Entries shown Block Start
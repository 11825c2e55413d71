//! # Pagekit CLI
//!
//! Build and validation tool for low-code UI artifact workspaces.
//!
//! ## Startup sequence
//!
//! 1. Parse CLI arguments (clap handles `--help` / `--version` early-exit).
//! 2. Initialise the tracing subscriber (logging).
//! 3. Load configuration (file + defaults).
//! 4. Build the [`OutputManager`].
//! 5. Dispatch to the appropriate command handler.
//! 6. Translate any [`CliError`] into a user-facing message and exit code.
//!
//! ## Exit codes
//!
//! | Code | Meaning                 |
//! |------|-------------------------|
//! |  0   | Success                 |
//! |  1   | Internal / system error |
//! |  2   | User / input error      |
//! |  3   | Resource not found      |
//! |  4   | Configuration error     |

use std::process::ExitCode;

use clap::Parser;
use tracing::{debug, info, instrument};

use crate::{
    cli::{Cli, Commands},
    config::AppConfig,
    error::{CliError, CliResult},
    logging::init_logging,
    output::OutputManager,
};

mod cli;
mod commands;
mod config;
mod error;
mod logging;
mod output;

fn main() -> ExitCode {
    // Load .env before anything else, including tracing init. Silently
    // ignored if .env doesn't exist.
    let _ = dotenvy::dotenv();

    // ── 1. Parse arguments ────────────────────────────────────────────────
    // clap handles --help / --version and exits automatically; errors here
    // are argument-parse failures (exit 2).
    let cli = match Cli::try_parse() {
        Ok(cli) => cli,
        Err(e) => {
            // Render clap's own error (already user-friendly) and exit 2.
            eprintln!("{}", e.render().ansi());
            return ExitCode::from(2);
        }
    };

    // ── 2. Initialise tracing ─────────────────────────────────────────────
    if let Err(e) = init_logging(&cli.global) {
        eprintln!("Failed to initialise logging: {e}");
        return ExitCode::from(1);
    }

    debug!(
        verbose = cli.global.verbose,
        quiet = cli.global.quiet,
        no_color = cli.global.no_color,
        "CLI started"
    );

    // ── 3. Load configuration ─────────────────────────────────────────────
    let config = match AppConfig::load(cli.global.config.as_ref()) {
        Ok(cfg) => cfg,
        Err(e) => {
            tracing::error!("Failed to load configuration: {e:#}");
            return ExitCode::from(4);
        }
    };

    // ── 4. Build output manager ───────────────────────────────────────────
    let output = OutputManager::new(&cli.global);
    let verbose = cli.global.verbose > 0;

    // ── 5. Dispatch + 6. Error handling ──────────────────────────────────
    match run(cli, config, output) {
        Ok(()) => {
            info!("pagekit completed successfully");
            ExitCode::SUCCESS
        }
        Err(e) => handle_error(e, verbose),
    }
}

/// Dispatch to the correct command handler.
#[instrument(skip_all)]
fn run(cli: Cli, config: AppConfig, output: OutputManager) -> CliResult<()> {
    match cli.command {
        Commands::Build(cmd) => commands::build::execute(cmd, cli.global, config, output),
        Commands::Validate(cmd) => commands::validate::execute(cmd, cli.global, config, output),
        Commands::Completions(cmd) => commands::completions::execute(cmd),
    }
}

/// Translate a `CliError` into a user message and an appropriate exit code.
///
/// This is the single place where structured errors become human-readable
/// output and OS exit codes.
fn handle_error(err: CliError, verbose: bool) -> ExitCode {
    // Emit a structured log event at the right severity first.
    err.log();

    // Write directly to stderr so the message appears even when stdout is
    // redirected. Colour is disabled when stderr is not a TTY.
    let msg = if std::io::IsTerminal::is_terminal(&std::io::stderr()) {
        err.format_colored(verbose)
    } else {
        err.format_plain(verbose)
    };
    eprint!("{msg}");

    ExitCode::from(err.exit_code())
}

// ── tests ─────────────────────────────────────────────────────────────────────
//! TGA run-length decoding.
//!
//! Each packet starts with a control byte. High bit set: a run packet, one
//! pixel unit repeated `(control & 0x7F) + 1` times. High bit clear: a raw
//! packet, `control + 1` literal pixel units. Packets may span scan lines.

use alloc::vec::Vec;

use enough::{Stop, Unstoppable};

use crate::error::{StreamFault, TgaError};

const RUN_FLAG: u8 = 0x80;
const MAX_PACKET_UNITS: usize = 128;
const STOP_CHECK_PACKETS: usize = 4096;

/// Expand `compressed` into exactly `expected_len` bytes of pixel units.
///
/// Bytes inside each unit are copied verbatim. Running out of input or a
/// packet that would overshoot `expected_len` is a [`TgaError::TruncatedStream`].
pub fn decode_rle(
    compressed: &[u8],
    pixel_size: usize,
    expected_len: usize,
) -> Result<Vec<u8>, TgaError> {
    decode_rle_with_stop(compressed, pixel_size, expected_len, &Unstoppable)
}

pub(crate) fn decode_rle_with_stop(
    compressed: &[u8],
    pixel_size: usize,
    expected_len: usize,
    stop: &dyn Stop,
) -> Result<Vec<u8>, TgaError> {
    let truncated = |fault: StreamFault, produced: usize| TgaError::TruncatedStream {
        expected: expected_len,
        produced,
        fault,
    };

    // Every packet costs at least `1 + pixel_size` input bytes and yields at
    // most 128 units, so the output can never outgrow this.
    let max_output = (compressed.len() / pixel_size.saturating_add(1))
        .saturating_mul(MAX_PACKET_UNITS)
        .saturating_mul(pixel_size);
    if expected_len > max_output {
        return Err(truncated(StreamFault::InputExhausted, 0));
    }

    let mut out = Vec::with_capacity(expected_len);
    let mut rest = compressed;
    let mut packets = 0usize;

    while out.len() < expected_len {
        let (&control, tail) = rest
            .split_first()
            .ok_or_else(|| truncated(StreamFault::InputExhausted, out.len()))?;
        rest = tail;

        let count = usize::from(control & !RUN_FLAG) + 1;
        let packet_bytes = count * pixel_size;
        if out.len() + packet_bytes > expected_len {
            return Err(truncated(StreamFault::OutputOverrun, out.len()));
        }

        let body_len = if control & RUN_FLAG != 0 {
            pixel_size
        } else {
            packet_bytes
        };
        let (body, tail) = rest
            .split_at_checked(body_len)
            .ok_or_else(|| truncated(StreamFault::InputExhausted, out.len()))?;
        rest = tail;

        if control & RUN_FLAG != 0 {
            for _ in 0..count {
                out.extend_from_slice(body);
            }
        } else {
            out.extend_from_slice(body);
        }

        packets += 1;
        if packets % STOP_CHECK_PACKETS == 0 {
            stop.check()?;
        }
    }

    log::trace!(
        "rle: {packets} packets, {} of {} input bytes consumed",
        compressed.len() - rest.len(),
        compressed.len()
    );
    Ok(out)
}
Entries shown Block End
**To do**
Copy out the material in its entirety. Keep it exact.

**Result**
repository 11825c2e55413d71
//! # Pagekit CLI
//!
//! Build and validation tool for low-code UI artifact workspaces.
//!
//! ## Startup sequence
//!
//! 1. Parse CLI arguments (clap handles `--help` / `--version` early-exit).
//! 2. Initialise the tracing subscriber (logging).
//! 3. Load configuration (file + defaults).
//! 4. Build the [`OutputManager`].
//! 5. Dispatch to the appropriate command handler.
//! 6. Translate any [`CliError`] into a user-facing message and exit code.
//!
//! ## Exit codes
//!
//! | Code | Meaning                 |
//! |------|-------------------------|
//! |  0   | Success                 |
//! |  1   | Internal / system error |
//! |  2   | User / input error      |
//! |  3   | Resource not found      |
//! |  4   | Configuration error     |

use std::process::ExitCode;

use clap::Parser;
use tracing::{debug, info, instrument};

use crate::{
    cli::{Cli, Commands},
    config::AppConfig,
    error::{CliError, CliResult},
    logging::init_logging,
    output::OutputManager,
};

mod cli;
mod commands;
mod config;
mod error;
mod logging;
mod output;

fn main() -> ExitCode {
    // Load .env before anything else, including tracing init. Silently
    // ignored if .env doesn't exist.
    let _ = dotenvy::dotenv();

    // ── 1. Parse arguments ────────────────────────────────────────────────
    // clap handles --help / --version and exits automatically; errors here
    // are argument-parse failures (exit 2).
    let cli = match Cli::try_parse() {
        Ok(cli) => cli,
        Err(e) => {
            // Render clap's own error (already user-friendly) and exit 2.
            eprintln!("{}", e.render().ansi());
            return ExitCode::from(2);
        }
    };

    // ── 2. Initialise tracing ─────────────────────────────────────────────
    if let Err(e) = init_logging(&cli.global) {
        eprintln!("Failed to initialise logging: {e}");
        return ExitCode::from(1);
    }

    debug!(
        verbose = cli.global.verbose,
        quiet = cli.global.quiet,
        no_color = cli.global.no_color,
        "CLI started"
    );

    // ── 3. Load configuration ─────────────────────────────────────────────
    let config = match AppConfig::load(cli.global.config.as_ref()) {
        Ok(cfg) => cfg,
        Err(e) => {
            tracing::error!("Failed to load configuration: {e:#}");
            return ExitCode::from(4);
        }
    };

    // ── 4. Build output manager ───────────────────────────────────────────
    let output = OutputManager::new(&cli.global);
    let verbose = cli.global.verbose > 0;

    // ── 5. Dispatch + 6. Error handling ──────────────────────────────────
    match run(cli, config, output) {
        Ok(()) => {
            info!("pagekit completed successfully");
            ExitCode::SUCCESS
        }
        Err(e) => handle_error(e, verbose),
    }
}

/// Dispatch to the correct command handler.
#[instrument(skip_all)]
fn run(cli: Cli, config: AppConfig, output: OutputManager) -> CliResult<()> {
    match cli.command {
        Commands::Build(cmd) => commands::build::execute(cmd, cli.global, config, output),
        Commands::Validate(cmd) => commands::validate::execute(cmd, cli.global, config, output),
        Commands::Completions(cmd) => commands::completions::execute(cmd),
    }
}

/// Translate a `CliError` into a user message and an appropriate exit code.
///
/// This is the single place where structured errors become human-readable
/// output and OS exit codes.
fn handle_error(err: CliError, verbose: bool) -> ExitCode {
    // Emit a structured log event at the right severity first.
    err.log();

    // Write directly to stderr so the message appears even when stdout is
    // redirected. Colour is disabled when stderr is not a TTY.
    let msg = if std::io::IsTerminal::is_terminal(&std::io::stderr()) {
        err.format_colored(verbose)
    } else {
        err.format_plain(verbose)
    };
    eprint!("{msg}");

    ExitCode::from(err.exit_code())
}

// ── tests ─────────────────────────────────────────────────────────────────────
//! TGA run-length decoding.
//!
//! Each packet starts with a control byte. High bit set: a run packet, one
//! pixel unit repeated `(control & 0x7F) + 1` times. High bit clear: a raw
//! packet, `control + 1` literal pixel units. Packets may span scan lines.

use alloc::vec::Vec;

use enough::{Stop, Unstoppable};

use crate::error::{StreamFault, TgaError};

const RUN_FLAG: u8 = 0x80;
const MAX_PACKET_UNITS: usize = 128;
const STOP_CHECK_PACKETS: usize = 4096;

/// Expand `compressed` into exactly `expected_len` bytes of pixel units.
///
/// Bytes inside each unit are copied verbatim. Running out of input or a
/// packet that would overshoot `expected_len` is a [`TgaError::TruncatedStream`].
pub fn decode_rle(
    compressed: &[u8],
    pixel_size: usize,
    expected_len: usize,
) -> Result<Vec<u8>, TgaError> {
    decode_rle_with_stop(compressed, pixel_size, expected_len, &Unstoppable)
}

pub(crate) fn decode_rle_with_stop(
    compressed: &[u8],
    pixel_size: usize,
    expected_len: usize,
    stop: &dyn Stop,
) -> Result<Vec<u8>, TgaError> {
    let truncated = |fault: StreamFault, produced: usize| TgaError::TruncatedStream {
        expected: expected_len,
        produced,
        fault,
    };

    // Every packet costs at least `1 + pixel_size` input bytes and yields at
    // most 128 units, so the output can never outgrow this.
    let max_output = (compressed.len() / pixel_size.saturating_add(1))
        .saturating_mul(MAX_PACKET_UNITS)
        .saturating_mul(pixel_size);
    if expected_len > max_output {
        return Err(truncated(StreamFault::InputExhausted, 0));
    }

    let mut out = Vec::with_capacity(expected_len);
    let mut rest = compressed;
    let mut packets = 0usize;

    while out.len() < expected_len {
        let (&control, tail) = rest
            .split_first()
            .ok_or_else(|| truncated(StreamFault::InputExhausted, out.len()))?;
        rest = tail;

        let count = usize::from(control & !RUN_FLAG) + 1;
        let packet_bytes = count * pixel_size;
        if out.len() + packet_bytes > expected_len {
            return Err(truncated(StreamFault::OutputOverrun, out.len()));
        }

        let body_len = if control & RUN_FLAG != 0 {
            pixel_size
        } else {
            packet_bytes
        };
        let (body, tail) = rest
            .split_at_checked(body_len)
            .ok_or_else(|| truncated(StreamFault::InputExhausted, out.len()))?;
        rest = tail;

        if control & RUN_FLAG != 0 {
            for _ in 0..count {
                out.extend_from_slice(body);
            }
        } else {
            out.extend_from_slice(body);
        }

        packets += 1;
        if packets % STOP_CHECK_PACKETS == 0 {
            stop.check()?;
        }
    }

    log::trace!(
        "rle: {packets} packets, {} of {} input bytes consumed",
        compressed.len() - rest.len(),
        compressed.len()
    );
    Ok(out)
}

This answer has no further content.